To find the direction in which the pilot should head, we need to subtract the velocity of the wind from the velocity of the plane in still air. Mathematically, we can write:
$\overrightarrow{V_{\text{resultant}}}=\overrightarrow{V_{\text{plane}}}-\overrightarrow{V_{\text{wind}}}$
Using vector subtraction, we get:
$\overrightarrow{V_{\text{resultant}}}=(320.0\text{km/h})\hat{i}-(80.0\text{km/h})\hat{j}$
where $\hat{i}$ represents the unit vector in the west direction and $\hat{j}$ represents the unit vector in the south direction.

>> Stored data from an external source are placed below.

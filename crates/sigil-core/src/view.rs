//! # Availability View
//!
//! Joins the catalog, one user's signature, and live runtime status into a
//! single per-node record.
//!
//! | Source | Contributes |
//! |--------|-------------|
//! | Catalog snapshot | id, display name, auth requirement, operation count |
//! | Signature document | enabled, authenticated, whitelisted operations |
//! | [`LiveStatusSource`] | running services, deployed flows |
//!
//! Nothing here carries ciphertext or decrypted credentials.

use chrono::{DateTime, Utc};
use serde::Serialize;
use sigil_catalog::{Catalog, OperationCategory};
use sigil_signature::{SignatureDocument, SignatureEntry};
use std::collections::{BTreeMap, HashMap};

/// Runtime status provided by collaborators outside this crate.
pub trait LiveStatusSource: Send + Sync {
    fn running_services(&self, node_type: &str) -> u32;
    fn deployed_flows(&self, node_type: &str) -> u32;
}

/// Reports zero for everything.
#[derive(Debug, Clone, Copy, Default)]
pub struct NoLiveStatus;

impl LiveStatusSource for NoLiveStatus {
    fn running_services(&self, _node_type: &str) -> u32 {
        0
    }

    fn deployed_flows(&self, _node_type: &str) -> u32 {
        0
    }
}

/// Fixed counts per node type.
#[derive(Debug, Clone, Default)]
pub struct StaticLiveStatus {
    services: HashMap<String, u32>,
    flows: HashMap<String, u32>,
}

impl StaticLiveStatus {
    pub fn new() -> Self {
        Self::default()
    }

    pub fn with_services(mut self, node_type: &str, count: u32) -> Self {
        self.services.insert(node_type.to_string(), count);
        self
    }

    pub fn with_flows(mut self, node_type: &str, count: u32) -> Self {
        self.flows.insert(node_type.to_string(), count);
        self
    }
}

impl LiveStatusSource for StaticLiveStatus {
    fn running_services(&self, node_type: &str) -> u32 {
        self.services.get(node_type).copied().unwrap_or(0)
    }

    fn deployed_flows(&self, node_type: &str) -> u32 {
        self.flows.get(node_type).copied().unwrap_or(0)
    }
}

#[derive(Debug, Clone, Copy, Default, PartialEq, Eq, Serialize)]
pub struct LiveStatus {
    pub running_services: u32,
    pub deployed_flows: u32,
}

/// One node as seen by one user.
#[derive(Debug, Clone, PartialEq, Eq, Serialize)]
pub struct NodeAvailability {
    pub id: String,
    pub display_name: String,
    pub requires_auth: bool,
    pub operation_count: usize,
    pub enabled: bool,
    pub authenticated: bool,
    pub enabled_operations: Vec<String>,
    pub live: LiveStatus,
}

#[derive(Debug, Clone, Copy, Default, PartialEq, Eq, Serialize)]
pub struct AvailabilitySummary {
    pub nodes: usize,
    pub enabled: usize,
    pub authenticated: usize,
    pub running: usize,
}

#[derive(Debug, Clone, PartialEq, Eq, Serialize)]
pub struct AvailabilityView {
    pub user_id: String,
    pub catalog_built_at: DateTime<Utc>,
    pub nodes: Vec<NodeAvailability>,
}

impl AvailabilityView {
    /// Builds the view in catalog order.
    pub fn build(
        catalog: &Catalog,
        user_id: &str,
        doc: &SignatureDocument,
        live: &dyn LiveStatusSource,
    ) -> Self {
        let nodes = catalog
            .list(None)
            .into_iter()
            .map(|node| {
                let entry = doc.entry(&node.id);
                NodeAvailability {
                    id: node.id.clone(),
                    display_name: node.display_name.clone(),
                    requires_auth: node.capabilities.requires_auth,
                    operation_count: node.operations.len(),
                    enabled: entry.map_or(false, |e| e.enabled),
                    authenticated: entry.map_or(false, SignatureEntry::is_authenticated),
                    enabled_operations: entry
                        .map(|e| e.enabled_operations.keys().cloned().collect())
                        .unwrap_or_default(),
                    live: LiveStatus {
                        running_services: live.running_services(&node.id),
                        deployed_flows: live.deployed_flows(&node.id),
                    },
                }
            })
            .collect();

        Self {
            user_id: user_id.to_string(),
            catalog_built_at: catalog.built_at(),
            nodes,
        }
    }

    pub fn summary(&self) -> AvailabilitySummary {
        AvailabilitySummary {
            nodes: self.nodes.len(),
            enabled: self.nodes.iter().filter(|n| n.enabled).count(),
            authenticated: self.nodes.iter().filter(|n| n.authenticated).count(),
            running: self
                .nodes
                .iter()
                .filter(|n| n.live.running_services > 0)
                .count(),
        }
    }
}

/// Credential-free projection of a signature document.
#[derive(Debug, Clone, PartialEq, Eq, Serialize)]
pub struct SignatureInfo {
    pub user_id: String,
    pub version: String,
    pub created_at: DateTime<Utc>,
    pub updated_at: DateTime<Utc>,
    pub nodes: Vec<EntryInfo>,
}

/// Credential-free projection of one signature entry.
#[derive(Debug, Clone, PartialEq, Eq, Serialize)]
pub struct EntryInfo {
    pub node_type: String,
    pub enabled: bool,
    pub authenticated: bool,
    pub added_at: DateTime<Utc>,
    pub defaults: BTreeMap<String, String>,
    pub enabled_operations: Vec<OperationInfo>,
}

#[derive(Debug, Clone, PartialEq, Eq, Serialize)]
pub struct OperationInfo {
    pub name: String,
    pub category: OperationCategory,
    pub description: String,
}

impl From<&SignatureEntry> for EntryInfo {
    fn from(entry: &SignatureEntry) -> Self {
        Self {
            node_type: entry.node_type.clone(),
            enabled: entry.enabled,
            authenticated: entry.is_authenticated(),
            added_at: entry.added_at,
            defaults: entry.defaults.clone(),
            enabled_operations: entry
                .enabled_operations
                .iter()
                .map(|(name, op)| OperationInfo {
                    name: name.clone(),
                    category: op.category,
                    description: op.description.clone(),
                })
                .collect(),
        }
    }
}

impl SignatureInfo {
    /// Projects a document, optionally narrowed to one node type.
    pub fn project(user_id: &str, doc: &SignatureDocument, node_type: Option<&str>) -> Self {
        let nodes = doc
            .entries
            .values()
            .filter(|e| node_type.map_or(true, |n| e.node_type == n))
            .map(EntryInfo::from)
            .collect();
        Self {
            user_id: user_id.to_string(),
            version: doc.version.clone(),
            created_at: doc.created_at,
            updated_at: doc.updated_at,
            nodes,
        }
    }
}

#[cfg(test)]
mod tests {
    use super::*;
    use sigil_catalog::normalize;
    use sigil_signature::EnabledOperation;

    fn catalog() -> Catalog {
        Catalog::from_descriptors([
            normalize("slack", "Parameter(name=\"bot_token\", type=\"secret\")\nOperation(name=\"post_message\")\nOperation(name=\"list_channels\")"),
            normalize("rss", "Operation(name=\"read_feed\")"),
        ])
    }

    fn doc() -> SignatureDocument {
        let now = Utc::now();
        let mut doc = SignatureDocument::empty(now);
        doc.entries.insert(
            "slack".to_string(),
            SignatureEntry {
                node_type: "slack".to_string(),
                enabled: true,
                added_at: now,
                encrypted_auth: vec![1u8; 40],
                defaults: BTreeMap::new(),
                enabled_operations: [(
                    "post_message".to_string(),
                    EnabledOperation {
                        category: OperationCategory::Create,
                        description: String::new(),
                    },
                )]
                .into_iter()
                .collect(),
            },
        );
        doc
    }

    #[test]
    fn test_view_joins_sources() {
        let live = StaticLiveStatus::new().with_services("slack", 2).with_flows("slack", 1);
        let view = AvailabilityView::build(&catalog(), "alice", &doc(), &live);

        let rss = &view.nodes[0];
        assert_eq!(rss.id, "rss");
        assert!(!rss.enabled && !rss.authenticated && !rss.requires_auth);

        let slack = &view.nodes[1];
        assert!(slack.enabled && slack.authenticated && slack.requires_auth);
        assert_eq!(slack.operation_count, 2);
        assert_eq!(slack.enabled_operations, vec!["post_message"]);
        assert_eq!(slack.live.running_services, 2);

        let summary = view.summary();
        assert_eq!(summary.nodes, 2);
        assert_eq!(summary.enabled, 1);
        assert_eq!(summary.running, 1);
    }

    #[test]
    fn test_projections_carry_no_ciphertext() {
        let info = SignatureInfo::project("alice", &doc(), None);
        let json = serde_json::to_string(&info).unwrap();
        assert!(!json.contains("encrypted"));
        assert_eq!(info.nodes.len(), 1);
        assert!(SignatureInfo::project("alice", &doc(), Some("rss")).nodes.is_empty());

        let view = AvailabilityView::build(&catalog(), "alice", &doc(), &NoLiveStatus);
        assert!(!serde_json::to_string(&view).unwrap().contains("encrypted"));
    }
}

Simplifying this expression, we get:
$\overrightarrow{V_{\text{resultant}}}=320.0\text{km/h}\hat{i}-80.0\text{km/h}\hat{j}$
Therefore, the pilot should head in the direction $320.0\text{km/h}$ due west.
Step 2:
(b) To find the speed of the plane over the ground, we need to calculate the magnitude of the resultant velocity $\overrightarrow{V_{\text{resultant}}}$. Mathematically, we can write:
$\text{Speed over the ground}=|\overrightarrow{V_{\text{resultant}}}|$
Substituting the values, we have:
$\text{Speed over the ground}=|\overrightarrow{V_{\text{resultant}}}|=\sqrt{(320.0\text{km/h}{)}^2+(-80.0\text{km/h}{)}^2}$
Evaluating this expression, we get:
$\text{Speed over the ground}=\sqrt{102400.0{\text{km/h}}^2+6400.0{\text{km/h}}^2}$
Therefore, the speed of the plane over the ground is $\sqrt{108800.0{\text{km/h}}^2}\approx 329.86\text{km/h}$.